Kindt, 48, has devoted her career to understanding human fear and memory. She has built her own laboratory, published in the most prestigious scientific journals, and developed a simple treatment she hopes might one day help millions of people who suffer from PTSD, phobias, and other anxiety disorders. In her clinic, she has seen it work in hundreds of cases, and yet she still marvels every time she sees a patient disencumbered of fear and trauma after such a short procedure. In those moments, she told me recently, her work doesn’t feel like science or medicine at all. “It still feels,” she said, “a bit like magic.”
The sober-minded scientific community shares Kindt’s awe. “‘Cure’ is a word not often encountered in psychiatry,” Roger Pitman, a psychiatrist at Harvard Medical School, wrote in December in the journal Biological Psychiatry, in response to a study in which Kindt had successfully treated a group of people who were afraid of spiders. But a cure is exactly what Kindt appears to have found.
Not all fear needs to be cured, of course. A healthy amount of fear is essential to survival. When we encounter danger, the brain activates the sympathetic nervous system. Adrenaline floods our veins, our hearts race, and our fight-or-flight responsekicks into gear. The more quickly we can recognize a threat, the better our ability to avoid it in the future. In this way, our fears are lessons we have drawn from our experiences in the world. “Fear is a very adaptive emotion,” Kindt said. “Because of fear, we anticipate and plan.”

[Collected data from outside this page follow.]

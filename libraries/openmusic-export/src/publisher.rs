/// Producer side of the export queue
use crate::{error::QueueError, topology::QueueTopology};
use async_trait::async_trait;
use lapin::{
    options::{BasicPublishOptions, ConfirmSelectOptions},
    BasicProperties, Channel, Connection, ConnectionProperties,
};
use openmusic_core::ExportJob;
use serde::Serialize;
use std::future::Future;
use std::sync::atomic::{AtomicU64, Ordering};
use std::time::Duration;
use tokio::sync::{watch, Mutex};

/// Hands export jobs to the durable queue
#[async_trait]
pub trait JobPublisher: Send + Sync {
    /// Publish one job; returns once the broker has confirmed it
    async fn publish(&self, job: &ExportJob) -> Result<(), QueueError>;

    /// Broker link state, `None` when there is no broker behind this publisher
    fn link_state(&self) -> Option<LinkState> {
        None
    }
}

/// Publisher used when no broker is configured
pub struct UnconfiguredPublisher;

#[async_trait]
impl JobPublisher for UnconfiguredPublisher {
    async fn publish(&self, _job: &ExportJob) -> Result<(), QueueError> {
        Err(QueueError::NotConfigured)
    }
}

/// Observable connection state of an [`AmqpPublisher`]
#[derive(Debug, Clone, Copy, PartialEq, Eq, Serialize)]
#[serde(rename_all = "kebab-case")]
pub enum LinkState {
    Disconnected,
    Connecting,
    Ready,
}

/// A connect attempt that failed, numbered by `AmqpPublisher::attempts`
struct ConnectFailure {
    attempt: u64,
    reason: String,
}

enum Link {
    Disconnected {
        /// `None` after a publish failure; only connect failures are shared
        failure: Option<ConnectFailure>,
    },
    Ready {
        // Dropping the connection closes the channel
        _connection: Connection,
        channel: Channel,
    },
}

/// Lazily connected AMQP publisher
///
/// The link sits behind an async mutex, which is the single-flight guard:
/// whoever holds it performs the connect while everyone else waits for the
/// result. A caller that waited behind a failed attempt gets that failure
/// instead of starting another connect, so a dead broker costs each request
/// at most one `connect_timeout`. Publishing, including the broker's confirm,
/// is bounded separately by `publish_timeout`.
pub struct AmqpPublisher {
    url: String,
    topology: QueueTopology,
    connect_timeout: Duration,
    publish_timeout: Duration,
    link: Mutex<Link>,
    attempts: AtomicU64,
    status: watch::Sender<LinkState>,
}

impl AmqpPublisher {
    pub fn new(url: impl Into<String>, topology: QueueTopology, connect_timeout: Duration) -> Self {
        let (status, _) = watch::channel(LinkState::Disconnected);
        Self {
            url: url.into(),
            topology,
            connect_timeout,
            publish_timeout: DEFAULT_PUBLISH_TIMEOUT,
            link: Mutex::new(Link::Disconnected { failure: None }),
            attempts: AtomicU64::new(0),
            status,
        }
    }

    /// Bound on one publish, from send to broker confirm
    #[must_use]
    pub fn with_publish_timeout(mut self, publish_timeout: Duration) -> Self {
        self.publish_timeout = publish_timeout;
        self
    }

    pub fn status(&self) -> LinkState {
        *self.status.borrow()
    }

    async fn channel(&self) -> Result<Channel, QueueError> {
        let seen = self.attempts.load(Ordering::Acquire);
        let mut link = self.link.lock().await;

        match &*link {
            Link::Ready { channel, .. } if channel.status().connected() => {
                return Ok(channel.clone());
            }
            // A connect that started after we arrived already failed
            Link::Disconnected {
                failure: Some(failure),
            } if failure.attempt > seen => {
                return Err(QueueError::Unreachable(failure.reason.clone()));
            }
            _ => {}
        }

        let attempt = self.attempts.fetch_add(1, Ordering::AcqRel) + 1;
        self.status.send_replace(LinkState::Connecting);
        let result = within(self.connect_timeout, self.open()).await;

        match result {
            Ok((connection, channel)) => {
                tracing::info!(queue = %self.topology.queue, "Connected to export broker");
                *link = Link::Ready {
                    _connection: connection,
                    channel: channel.clone(),
                };
                self.status.send_replace(LinkState::Ready);
                Ok(channel)
            }
            Err(e) => {
                tracing::warn!(error = %e, "Export broker connect failed");
                *link = Link::Disconnected {
                    failure: Some(ConnectFailure {
                        attempt,
                        reason: e.to_string(),
                    }),
                };
                self.status.send_replace(LinkState::Disconnected);
                Err(e)
            }
        }
    }

    async fn open(&self) -> Result<(Connection, Channel), QueueError> {
        let connection = Connection::connect(&self.url, ConnectionProperties::default()).await?;
        let channel = connection.create_channel().await?;
        channel
            .confirm_select(ConfirmSelectOptions::default())
            .await?;
        self.topology.declare(&channel).await?;
        Ok((connection, channel))
    }

    /// Forget the current link so the next publish reconnects
    async fn reset(&self) {
        *self.link.lock().await = Link::Disconnected { failure: None };
        self.status.send_replace(LinkState::Disconnected);
    }
}

const DEFAULT_PUBLISH_TIMEOUT: Duration = Duration::from_secs(5);

/// Run a broker operation with a deadline
async fn within<T, F>(limit: Duration, operation: F) -> Result<T, QueueError>
where
    F: Future<Output = Result<T, QueueError>>,
{
    tokio::time::timeout(limit, operation)
        .await
        .unwrap_or(Err(QueueError::Timeout(limit)))
}

#[async_trait]
impl JobPublisher for AmqpPublisher {
    async fn publish(&self, job: &ExportJob) -> Result<(), QueueError> {
        let payload = job
            .to_bytes()
            .map_err(|e| QueueError::Encode(e.to_string()))?;
        let channel = self.channel().await?;

        let properties = BasicProperties::default()
            .with_delivery_mode(2)
            .with_content_type("application/json".into());

        let confirmed = within(self.publish_timeout, async {
            let confirmation = channel
                .basic_publish(
                    "",
                    &self.topology.queue,
                    BasicPublishOptions::default(),
                    &payload,
                    properties,
                )
                .await?
                .await?;
            if confirmation.is_nack() {
                return Err(QueueError::Unreachable("broker refused the job".into()));
            }
            Ok::<(), QueueError>(())
        })
        .await;

        if let Err(e) = &confirmed {
            tracing::warn!(error = %e, playlist_id = %job.playlist_id, "Publish failed, dropping broker link");
            self.reset().await;
        } else {
            tracing::debug!(playlist_id = %job.playlist_id, "Export job published");
        }

        confirmed
    }

    fn link_state(&self) -> Option<LinkState> {
        Some(self.status())
    }
}
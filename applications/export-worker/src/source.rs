/// Database-backed playlist snapshots for export jobs
use async_trait::async_trait;
use openmusic_core::{ExportJob, PlaylistExport, PlaylistId, Result};
use openmusic_export::SnapshotSource;
use sqlx::SqlitePool;

pub struct StoreSnapshots {
    pool: SqlitePool,
}

impl StoreSnapshots {
    pub fn new(pool: SqlitePool) -> Self {
        Self { pool }
    }
}

#[async_trait]
impl SnapshotSource for StoreSnapshots {
    async fn load_snapshot(&self, playlist_id: &PlaylistId) -> Result<Option<PlaylistExport>> {
        openmusic_storage::exports::load_snapshot(&self.pool, playlist_id).await
    }

    async fn resolve_recipient(&self, job: &ExportJob) -> Result<Option<String>> {
        openmusic_storage::exports::resolve_recipient(&self.pool, job).await
    }
}
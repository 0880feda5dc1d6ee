//! Append-only playlist activity records

use openmusic_core::{error::Result, types::*};
use sqlx::{Row, SqliteConnection, SqlitePool};

/// Append an activity record on the caller's connection
///
/// Takes a connection rather than the pool so the insert joins the
/// caller's transaction.
pub(crate) async fn append(
    conn: &mut SqliteConnection,
    playlist_id: &PlaylistId,
    song_id: &SongId,
    user_id: &UserId,
    action: ActivityAction,
) -> Result<()> {
    sqlx::query(
        r#"
        INSERT INTO playlist_song_activities (id, playlist_id, song_id, user_id, action, time)
        VALUES (?, ?, ?, ?, ?, ?)
        "#,
    )
    .bind(generate_activity_id())
    .bind(playlist_id)
    .bind(song_id)
    .bind(user_id)
    .bind(action.as_str())
    .bind(crate::now_timestamp())
    .execute(conn)
    .await?;

    Ok(())
}

/// Activities for a playlist, oldest first
///
/// Records sharing a timestamp keep insertion order.
pub async fn list_for_playlist(
    pool: &SqlitePool,
    playlist_id: &PlaylistId,
) -> Result<Vec<ActivityEntry>> {
    let rows = sqlx::query(
        r#"
        SELECT
            COALESCE(u.username, pa.user_id) AS username,
            COALESCE(s.title, pa.song_id) AS title,
            pa.action,
            pa.time
        FROM playlist_song_activities pa
        LEFT JOIN users u ON u.id = pa.user_id
        LEFT JOIN songs s ON s.id = pa.song_id
        WHERE pa.playlist_id = ?
        ORDER BY pa.time ASC, pa.rowid ASC
        "#,
    )
    .bind(playlist_id)
    .fetch_all(pool)
    .await?;

    Ok(rows
        .into_iter()
        .filter_map(|row| {
            let action: String = row.get("action");
            Some(ActivityEntry {
                username: row.get("username"),
                title: row.get("title"),
                action: ActivityAction::parse(&action)?,
                time: row.get("time"),
            })
        })
        .collect())
}
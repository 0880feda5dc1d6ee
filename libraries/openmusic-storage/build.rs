//! Build script for openmusic-storage.
//!
//! This script ensures the crate is rebuilt when database migrations change.

fn main() {
    // Trigger rebuild when migrations change
    println!("cargo:rerun-if-changed=migrations");
}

For millions of people, however, fear can be debilitating. Twenty-nine percent of people will suffer from an anxiety disorder at some point in their lives. The most common are specific phobias, in which people develop an irrational fear of a situation or an object, such as heights or spiders. Some people will take extreme measures to avoid the things that trigger their fears—a height-phobic person, for instance, might drive hours out of his way just to avoid crossing a bridge. Other anxiety disorders, such as panic disorder and PTSD, can be even more difficult to manage.